Success is not having my schedule figured out and time blocked perfectly so I can get everything done in a day, but instead it’s having some kind of routine while still allowing flexibility for my kids to be kids, and to create quiet times in our day where we sit down and write, read and listen to stories. Success is being able to relax in the midst of chaos, and not living for the hustle.
Do I want an income that will help my family and give us the lifestyle we dream of? Yes! Of course! But lately that endeavour has felt at the expense of my soul.
Over the past four years I’ve been chasing worldly desires, and left behind chasing God and His desires for my life. I’ve missed passion, I’ve missed worship, I’ve missed being deeply apart of God’s family. He’s never left me, but I in the depths of depression and anxiety I’ve felt invisible and lost.
I don’t know how to create an income online in a way that aligns with my entire soul.
Which is why here, that’s not what I’m trying to do.
I’m here to share.
To create conversation.
To ask important questions like why the hell do we pray when bad things still happen? And are the beliefs I hold actually true, or is the Jesus we think we know a lot more radical and kind of sick of the way we do church right now?

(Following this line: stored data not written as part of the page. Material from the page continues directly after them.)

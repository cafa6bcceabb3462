use movebot_core::types::{Extra, Language, TimeWindow, VolumeCategory};
use movebot_leads::types::Lead;
use movebot_pricing::catalog::Catalog;

use crate::labels::{extra_label, label, time_window_label, volume_label, Label};

/// PII-free projection of a finalized lead, safe to forward to a crew group.
///
/// Built from an explicit allowlist. Phone numbers, street addresses, the
/// raw cargo text, user names, links and media never enter this struct —
/// anything not copied here cannot leak into the rendering.
#[derive(Debug, Clone)]
pub struct CrewLeadView {
    pub lead_number: i64,
    pub from_locality: Option<String>,
    pub to_locality: Option<String>,
    pub date: Option<String>,
    pub time_window: Option<TimeWindow>,
    pub exact_time: Option<String>,
    pub volume_category: Option<VolumeCategory>,
    /// `(floor, has_elevator)` per pickup, in order.
    pub pickup_floors: Vec<(i32, bool)>,
    pub destination_floor: Option<(i32, bool)>,
    pub extras: Vec<Extra>,
    /// Localized item labels with quantities.
    pub items: Vec<(String, u32)>,
    /// `(min, max, currency)` — absent when the estimate was suppressed.
    pub estimate: Option<(i64, i64, String)>,
}

impl CrewLeadView {
    /// Project a lead through the allowlist in the crew's target language.
    pub fn project(lead: &Lead, catalog: &Catalog, lang: Language) -> Self {
        let data = &lead.payload.data;
        let code = lang.code();

        let from_locality = data
            .route_classification
            .as_ref()
            .and_then(|r| r.from_names.get(code).cloned());
        let to_locality = data
            .route_classification
            .as_ref()
            .and_then(|r| r.to_names.get(code).cloned());

        let items = data
            .items
            .iter()
            .map(|item| {
                let name = catalog
                    .get(&item.key)
                    .map(|entry| entry.label(lang).to_string())
                    .unwrap_or_else(|| item.key.clone());
                (name, item.qty)
            })
            .collect();

        let estimate = data.estimate.as_ref().and_then(|e| {
            if e.suppressed {
                None
            } else {
                Some((e.min, e.max, e.currency.clone()))
            }
        });

        Self {
            lead_number: lead.payload.lead_number,
            from_locality,
            to_locality,
            date: data.date.clone(),
            time_window: data.time_window,
            exact_time: data.exact_time.clone(),
            volume_category: data.volume_category,
            pickup_floors: data
                .pickups
                .iter()
                .map(|p| (p.floor_num, p.has_elevator))
                .collect(),
            destination_floor: data.destination.as_ref().map(|d| (d.floor_num, d.has_elevator)),
            extras: data.extras.clone(),
            items,
            estimate,
        }
    }

    /// Render the localized crew message.
    pub fn render(&self, lang: Language) -> String {
        let mut lines = Vec::new();
        lines.push(format!("{}{}", label(lang, Label::LeadNumber), self.lead_number));

        if let Some(from) = &self.from_locality {
            lines.push(format!("{}: {}", label(lang, Label::From), from));
        }
        if let Some(to) = &self.to_locality {
            lines.push(format!("{}: {}", label(lang, Label::To), to));
        }

        if let Some(date) = &self.date {
            let rendered = if date == "this_week" {
                label(lang, Label::ThisWeek).to_string()
            } else {
                date.clone()
            };
            lines.push(format!("{}: {}", label(lang, Label::Date), rendered));
        }
        if let Some(window) = self.time_window {
            let time = match (&self.exact_time, window) {
                (Some(exact), TimeWindow::Exact) => exact.clone(),
                _ => time_window_label(lang, window).to_string(),
            };
            lines.push(format!("{}: {}", label(lang, Label::Time), time));
        }
        if let Some(volume) = self.volume_category {
            lines.push(format!("{}: {}", label(lang, Label::Volume), volume_label(lang, volume)));
        }

        for (idx, (floor, elevator)) in self.pickup_floors.iter().enumerate() {
            lines.push(format!(
                "{} {}: {} {} ({})",
                label(lang, Label::Pickup),
                idx + 1,
                label(lang, Label::Floor),
                floor,
                elevator_note(lang, *elevator),
            ));
        }
        if let Some((floor, elevator)) = self.destination_floor {
            lines.push(format!(
                "{}: {} {} ({})",
                label(lang, Label::Delivery),
                label(lang, Label::Floor),
                floor,
                elevator_note(lang, elevator),
            ));
        }

        if !self.extras.is_empty() {
            let joined = self
                .extras
                .iter()
                .map(|e| extra_label(lang, *e))
                .collect::<Vec<_>>()
                .join(", ");
            lines.push(format!("{}: {}", label(lang, Label::Extras), joined));
        }

        if !self.items.is_empty() {
            let joined = self
                .items
                .iter()
                .map(|(name, qty)| {
                    if *qty > 1 {
                        format!("{name} x{qty}")
                    } else {
                        name.clone()
                    }
                })
                .collect::<Vec<_>>()
                .join(", ");
            lines.push(format!("{}: {}", label(lang, Label::Items), joined));
        }

        match &self.estimate {
            Some((min, max, currency)) => {
                lines.push(format!(
                    "{}: {min}–{max} {currency}",
                    label(lang, Label::Estimate)
                ));
            }
            None => lines.push(label(lang, Label::EstimatePending).to_string()),
        }

        lines.join("\n")
    }
}

fn elevator_note(lang: Language, has_elevator: bool) -> &'static str {
    if has_elevator {
        label(lang, Label::Elevator)
    } else {
        label(lang, Label::NoElevator)
    }
}

#[cfg(test)]
mod tests {
    use super::*;
    use movebot_core::config::PricingConfig;
    use movebot_core::types::{Estimate, LeadItem, RouteBand, RouteClassification, Stop};
    use movebot_leads::types::{LeadPayload, LeadStatus};
    use movebot_sessions::types::LeadData;
    use std::collections::HashMap;

    fn names(ru: &str, en: &str, he: &str) -> HashMap<String, String> {
        HashMap::from([
            ("ru".to_string(), ru.to_string()),
            ("en".to_string(), en.to_string()),
            ("he".to_string(), he.to_string()),
        ])
    }

    fn lead() -> Lead {
        let mut data = LeadData::default();
        data.cargo_raw = "Холодильник 200кг, диван, тел 050-1234567".to_string();
        data.items = vec![
            LeadItem {
                key: "fridge".to_string(),
                qty: 1,
                price_min: 250,
                price_max: 450,
                heavy: false,
            },
            LeadItem {
                key: "sofa".to_string(),
                qty: 2,
                price_min: 300,
                price_max: 550,
                heavy: false,
            },
        ];
        data.volume_category = Some(VolumeCategory::Xl);
        data.pickup_count = 2;
        data.pickups = vec![
            Stop {
                address_text: "Хайфа, ул. Герцль 12, кв 5".to_string(),
                floor_num: 6,
                has_elevator: false,
                locality_key: Some("haifa".to_string()),
                geo: None,
            },
            Stop {
                address_text: "Хайфа, ул. Бальфур 3".to_string(),
                floor_num: 1,
                has_elevator: true,
                locality_key: Some("haifa".to_string()),
                geo: None,
            },
        ];
        data.destination = Some(Stop {
            address_text: "Тель-Авив, ул. Алленби 40".to_string(),
            floor_num: 2,
            has_elevator: true,
            locality_key: Some("tel_aviv".to_string()),
            geo: None,
        });
        data.date = Some("2026-08-15".to_string());
        data.time_window = Some(TimeWindow::Morning);
        data.extras = vec![Extra::Assembly];
        data.estimate = Some(Estimate {
            min: 7800,
            max: 9200,
            currency: "ILS".to_string(),
            breakdown: Vec::new(),
            suppressed: false,
        });
        data.route_classification = Some(RouteClassification {
            band: RouteBand::InterRegionShort,
            distance_km: 81.0,
            from_names: names("Хайфа", "Haifa", "חיפה"),
            to_names: names("Тель-Авив", "Tel Aviv", "תל אביב"),
        });

        Lead {
            tenant_id: "t1".to_string(),
            lead_id: "abc123abc123".to_string(),
            chat_id: "+972501234567".to_string(),
            lead_seq: 42,
            status: LeadStatus::New,
            payload: LeadPayload {
                lead_number: 42,
                language: Language::Ru,
                estimate: data.estimate.clone(),
                data,
            },
            created_at: String::new(),
            updated_at: String::new(),
            deleted_at: None,
        }
    }

    fn catalog() -> Catalog {
        Catalog::from_config(&PricingConfig::default())
    }

    #[test]
    fn renders_multi_pickup_lines() {
        let view = CrewLeadView::project(&lead(), &catalog(), Language::Ru);
        let text = view.render(Language::Ru);
        assert!(text.contains("Заявка №42"));
        assert!(text.contains("Загрузка 1: этаж 6 (без лифта)"));
        assert!(text.contains("Загрузка 2: этаж 1 (лифт)"));
        assert!(text.contains("Доставка: этаж 2 (лифт)"));
        assert!(text.contains("Хайфа"));
        assert!(text.contains("Тель-Авив"));
        assert!(text.contains("7800–9200 ILS"));
    }

    #[test]
    fn never_leaks_pii() {
        let view = CrewLeadView::project(&lead(), &catalog(), Language::Ru);
        let text = view.render(Language::Ru);
        // Street addresses, phone numbers and raw cargo text must not appear.
        assert!(!text.contains("Герцль"));
        assert!(!text.contains("Алленби"));
        assert!(!text.contains("050-1234567"));
        assert!(!text.contains("+972501234567"));
        assert!(!text.contains("200кг"));
    }

    #[test]
    fn items_are_localized_labels() {
        let view = CrewLeadView::project(&lead(), &catalog(), Language::En);
        let text = view.render(Language::En);
        assert!(text.contains("Refrigerator"));
        assert!(text.contains("Sofa x2"));
        let view_he = CrewLeadView::project(&lead(), &catalog(), Language::He);
        assert!(view_he.render(Language::He).contains("מקרר"));
    }

    #[test]
    fn suppressed_estimate_omits_price_line() {
        let mut lead = lead();
        lead.payload.data.estimate.as_mut().expect("no estimate").suppressed = true;
        let view = CrewLeadView::project(&lead, &catalog(), Language::Ru);
        let text = view.render(Language::Ru);
        assert!(!text.contains("7800"));
        assert!(text.contains("Стоимость уточняется"));
    }

    #[test]
    fn this_week_token_is_localized() {
        let mut lead = lead();
        lead.payload.data.date = Some("this_week".to_string());
        let view = CrewLeadView::project(&lead, &catalog(), Language::En);
        assert!(view.render(Language::En).contains("this week"));
    }
}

Or … why do so many mothers suffer anxiety and depression now? Is it just talked about more or is it happening more?
Do cell phones and social media kill relationships? Families? What is technology doing to us really? Or is it just some of us?
Can we sell it all and live on the road in a trailer with my kids, dog, cat and WIFI?
Are we robbing our children of roots, childhood friendships and a church home or am I gifting them experiences beyond their imagination and the ability to see that it’s ok to live and be different?
Should we as Christians be vegan? Or look for ethical meat? Does God care? Did God give us animals to consume them?
How do you have sex when you’re tired, depressed, anxious, trying to mom and create an income online? Who are these super women? Why am I broken?
How do you find the fun and carefreeness you had post kids in your relationship now when you have preschoolers and toddlers, mental health issues and no money?
I have so many “oh I’m gunna go there” Things for here.
No more games, no more live videos on FB sharing for viewership.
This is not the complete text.